Robert Andrew Wagner’s Little Wretches’ Release “Red Beets & Horseradish” –
The humor, pathos, and level of specific detail laden throughout Robert Andrew Wagner’s songs set him apart from many peers and contemporaries. The deciding factor, however, that should push you towards checking out Little Wretches’ latest release Red Beets & Horseradish, however, is Wagner’s voice.
I do not mean his singing. His authorial voice is worth the price of purchase alone as Wagner’s writing allows him to don several masks over the course of Red Beets & Horseradish. He writes about hard times, bad luck, and the sort of hapless blundering through life most of us succumb to at some point with a relaxed conversational style. There are other moments and songs though where Wagner’s songs achieve grander peaks than sketching everyday dramas; the music remains on equal footing from beginning to end and supplies attentive melodic accompaniment.
“Rise” has a predictably exhortative quality, but there’s no questioning its effectiveness. A lot of that effectiveness comes from the song’s backing vocals. The album’s vocal arranging, as a whole, is exemplary and the opener easily rates among its best. It introduces the general template moving forward, as well – Little Wretches are working within the folk-rock realm and judge its borders to be wider than most.
“Lovingkindness” attests to their free-ranging creativity. I hear white-hot commitment in both the words and the way Wagner sings, especially during the verses, and the song draws from a deeper emotional well than its predecessor. It doesn’t make it “better”, per se, just different. “Palms and Crosses” has a wealth of ear-catching imagery, and the rambunctious, almost raucous, musical attack gives further urgency to the performance. The vocals provide a standout moment, as well, and hit stratospheric heights during the chorus.
Wagner steps back from the microphone and cedes the lead vocal duties for the album’s fifth song, “Winter’s Grace”, to Rosa Colucci. She has an immensely soulful voice more than capable of carrying the song on her own; it’s warm without ever sounding overstated and strong without ever flexing too much for listeners. “Heaven Was Open” puts the focus again on Wagner’s seemingly inexhaustible supply of compelling melodies and memorable refrains. There’s never anything overtly fancy in his approach, the musicianship is high, however, but his talents as an arranger are substantial. “Heaven Was Open”, as well, gives us an excellent forum for hearing his unique voice, fully realized.

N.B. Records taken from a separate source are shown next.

// SPDX-License-Identifier: Apache-2.0
// Copyright SoftFlow Authors

//! Handshake and configuration messages: features, switch config, role,
//! async config, queue config.

use tracing::{debug, warn};

use crate::OFP_HEADER_LEN;
use crate::buffer::Buffer;
use crate::consts::msg_type::*;
use crate::consts::{OFPCML_MAX, OFPCML_NO_BUFFER};
use crate::msg::{create_header, finish_header};

#[must_use]
pub fn create_features_request(transaction_id: u32) -> Buffer {
    create_header(transaction_id, OFPT_FEATURES_REQUEST, OFP_HEADER_LEN as u16)
}

#[must_use]
pub fn create_features_reply(
    transaction_id: u32,
    datapath_id: u64,
    n_buffers: u32,
    n_tables: u8,
    auxiliary_id: u8,
    capabilities: u32,
) -> Buffer {
    debug!(
        "creating a features reply ( xid = {transaction_id:#x}, datapath_id = {datapath_id:#x}, n_buffers = {n_buffers:#x}, n_tables = {n_tables:#x}, auxiliary_id = {auxiliary_id:#x}, capabilities = {capabilities:#x} )"
    );

    let mut buf = create_header(transaction_id, OFPT_FEATURES_REPLY, 32);
    buf.put_u64(datapath_id);
    buf.put_u32(n_buffers);
    buf.put_u8(n_tables);
    buf.put_u8(auxiliary_id);
    buf.put_zeros(2);
    buf.put_u32(capabilities);
    buf.put_u32(0); // reserved
    buf
}

#[must_use]
pub fn create_get_config_request(transaction_id: u32) -> Buffer {
    create_header(transaction_id, OFPT_GET_CONFIG_REQUEST, OFP_HEADER_LEN as u16)
}

#[must_use]
pub fn create_get_config_reply(transaction_id: u32, flags: u16, miss_send_len: u16) -> Buffer {
    let mut buf = create_header(transaction_id, OFPT_GET_CONFIG_REPLY, 12);
    buf.put_u16(flags);
    buf.put_u16(miss_send_len);
    buf
}

/// `miss_send_len` above `OFPCML_MAX` (and not the sentinel) is silently
/// clamped with a warning; the wire never carries an illegal value.
#[must_use]
pub fn create_set_config(transaction_id: u32, flags: u16, miss_send_len: u16) -> Buffer {
    let mut miss_send_len = miss_send_len;
    if miss_send_len > OFPCML_MAX && miss_send_len != OFPCML_NO_BUFFER {
        warn!("invalid miss_send_len ( change {miss_send_len:#x} to {OFPCML_MAX:#x} )");
        miss_send_len = OFPCML_MAX;
    }

    let mut buf = create_header(transaction_id, OFPT_SET_CONFIG, 12);
    buf.put_u16(flags);
    buf.put_u16(miss_send_len);
    buf
}

fn create_role(transaction_id: u32, msg_type: u8, role: u32, generation_id: u64) -> Buffer {
    let mut buf = create_header(transaction_id, msg_type, 24);
    buf.put_u32(role);
    buf.put_zeros(4);
    buf.put_u64(generation_id);
    buf
}

#[must_use]
pub fn create_role_request(transaction_id: u32, role: u32, generation_id: u64) -> Buffer {
    create_role(transaction_id, OFPT_ROLE_REQUEST, role, generation_id)
}

#[must_use]
pub fn create_role_reply(transaction_id: u32, role: u32, generation_id: u64) -> Buffer {
    create_role(transaction_id, OFPT_ROLE_REPLY, role, generation_id)
}

#[must_use]
pub fn create_get_async_request(transaction_id: u32) -> Buffer {
    create_header(transaction_id, OFPT_GET_ASYNC_REQUEST, OFP_HEADER_LEN as u16)
}

fn create_async_config(
    transaction_id: u32,
    msg_type: u8,
    packet_in_mask: [u32; 2],
    port_status_mask: [u32; 2],
    flow_removed_mask: [u32; 2],
) -> Buffer {
    let mut buf = create_header(transaction_id, msg_type, 32);
    buf.put_u32(packet_in_mask[0]);
    buf.put_u32(packet_in_mask[1]);
    buf.put_u32(port_status_mask[0]);
    buf.put_u32(port_status_mask[1]);
    buf.put_u32(flow_removed_mask[0]);
    buf.put_u32(flow_removed_mask[1]);
    buf
}

#[must_use]
pub fn create_get_async_reply(
    transaction_id: u32,
    packet_in_mask: [u32; 2],
    port_status_mask: [u32; 2],
    flow_removed_mask: [u32; 2],
) -> Buffer {
    create_async_config(
        transaction_id,
        OFPT_GET_ASYNC_REPLY,
        packet_in_mask,
        port_status_mask,
        flow_removed_mask,
    )
}

#[must_use]
pub fn create_set_async(
    transaction_id: u32,
    packet_in_mask: [u32; 2],
    port_status_mask: [u32; 2],
    flow_removed_mask: [u32; 2],
) -> Buffer {
    create_async_config(
        transaction_id,
        OFPT_SET_ASYNC,
        packet_in_mask,
        port_status_mask,
        flow_removed_mask,
    )
}

/// A queue property inside a packet queue description.
#[derive(Debug, Clone, PartialEq, Eq)]
pub enum QueueProperty {
    MinRate { rate: u16 },
    MaxRate { rate: u16 },
    Experimenter { experimenter: u32, data: Vec<u8> },
}

impl QueueProperty {
    #[must_use]
    pub fn wire_len(&self) -> usize {
        match self {
            QueueProperty::MinRate { .. } | QueueProperty::MaxRate { .. } => 16,
            QueueProperty::Experimenter { data, .. } => 16 + data.len(),
        }
    }

    fn pack(&self, buf: &mut Buffer) {
        use crate::consts::{OFPQT_EXPERIMENTER, OFPQT_MAX_RATE, OFPQT_MIN_RATE};

        match self {
            QueueProperty::MinRate { rate } | QueueProperty::MaxRate { rate } => {
                let property = if matches!(self, QueueProperty::MinRate { .. }) {
                    OFPQT_MIN_RATE
                } else {
                    OFPQT_MAX_RATE
                };
                buf.put_u16(property);
                buf.put_u16(16);
                buf.put_zeros(4);
                buf.put_u16(*rate);
                buf.put_zeros(6);
            }
            QueueProperty::Experimenter { experimenter, data } => {
                buf.put_u16(OFPQT_EXPERIMENTER);
                buf.put_u16(self.wire_len() as u16);
                buf.put_zeros(4);
                buf.put_u32(*experimenter);
                buf.put_zeros(4);
                buf.put_bytes(data);
            }
        }
    }
}

/// One `ofp_packet_queue` description.
#[derive(Debug, Clone, PartialEq, Eq)]
pub struct PacketQueue {
    pub queue_id: u32,
    pub port: u32,
    pub properties: Vec<QueueProperty>,
}

impl PacketQueue {
    #[must_use]
    pub fn wire_len(&self) -> usize {
        16 + self.properties.iter().map(QueueProperty::wire_len).sum::<usize>()
    }

    fn pack(&self, buf: &mut Buffer) {
        buf.put_u32(self.queue_id);
        buf.put_u32(self.port);
        buf.put_u16(self.wire_len() as u16);
        buf.put_zeros(6);
        for property in &self.properties {
            property.pack(buf);
        }
    }
}

#[must_use]
pub fn create_queue_get_config_request(transaction_id: u32, port: u32) -> Buffer {
    let mut buf = create_header(transaction_id, OFPT_QUEUE_GET_CONFIG_REQUEST, 16);
    buf.put_u32(port);
    buf.put_zeros(4);
    buf
}

#[must_use]
pub fn create_queue_get_config_reply(
    transaction_id: u32,
    port: u32,
    queues: &[PacketQueue],
) -> Buffer {
    let mut buf = create_header(transaction_id, OFPT_QUEUE_GET_CONFIG_REPLY, 0);
    buf.put_u32(port);
    buf.put_zeros(4);
    for queue in queues {
        queue.pack(&mut buf);
    }
    finish_header(&mut buf);
    buf
}

#[cfg(test)]
mod test {
    use super::*;
    use pretty_assertions::assert_eq;

    #[test]
    fn set_config_normal_is_twelve_bytes() {
        let buf = create_set_config(0x10, crate::consts::OFPC_FRAG_NORMAL, 128);
        assert_eq!(buf.len(), 12);
        assert_eq!(buf.u16_at(2), 12);
        assert_eq!(buf.u16_at(8), 0);
        assert_eq!(buf.u16_at(10), 128);
    }

    #[test]
    fn set_config_clamps_oversized_miss_send_len() {
        let buf = create_set_config(0x10, 0, 0xfff0);
        assert_eq!(buf.u16_at(10), OFPCML_MAX);
    }

    #[test]
    fn set_config_keeps_the_no_buffer_sentinel() {
        let buf = create_set_config(0x10, 0, OFPCML_NO_BUFFER);
        assert_eq!(buf.u16_at(10), OFPCML_NO_BUFFER);
    }

    #[test]
    fn features_reply_layout() {
        let buf = create_features_reply(7, 0xabcd, 256, 254, 0, 0x4f);
        assert_eq!(buf.len(), 32);
        assert_eq!(buf.u64_at(8), 0xabcd);
        assert_eq!(buf.u32_at(16), 256);
        assert_eq!(buf.u8_at(20), 254);
        assert_eq!(buf.u32_at(24), 0x4f);
        assert_eq!(buf.u32_at(28), 0);
    }

    #[test]
    fn queue_reply_packs_queues_and_fixes_length() {
        let queues = vec![PacketQueue {
            queue_id: 1,
            port: 2,
            properties: vec![QueueProperty::MinRate { rate: 100 }],
        }];
        let buf = create_queue_get_config_reply(3, 2, &queues);
        assert_eq!(buf.len(), 16 + 32);
        assert_eq!(buf.u16_at(2), 48);
        assert_eq!(buf.u32_at(16), 1);
        assert_eq!(buf.u16_at(24), 32); // queue len
        assert_eq!(buf.u16_at(32), crate::consts::OFPQT_MIN_RATE);
    }
}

“It’s Raining” shares some of the individualistic songwriting characteristics setting apart a slew of the album’s finest moments. It goes a little further than before, however, and its inspired lyric anchored to so much seemingly mundane detail comes across perfectly in Wagner’s hands. He has a dry, almost Lou Reed-quality others may notice. We get a great guitar riff driving much of “Old Hundredth”, but the firepower doesn’t stop there. Mike Madden’s drumming has hard-hitting authority while never forgetting to swing. There isn’t a miss among Red Beets & Horseradish’s thirteen songs, and it sounds like the work of a songwriter and band beginning to hit their stride.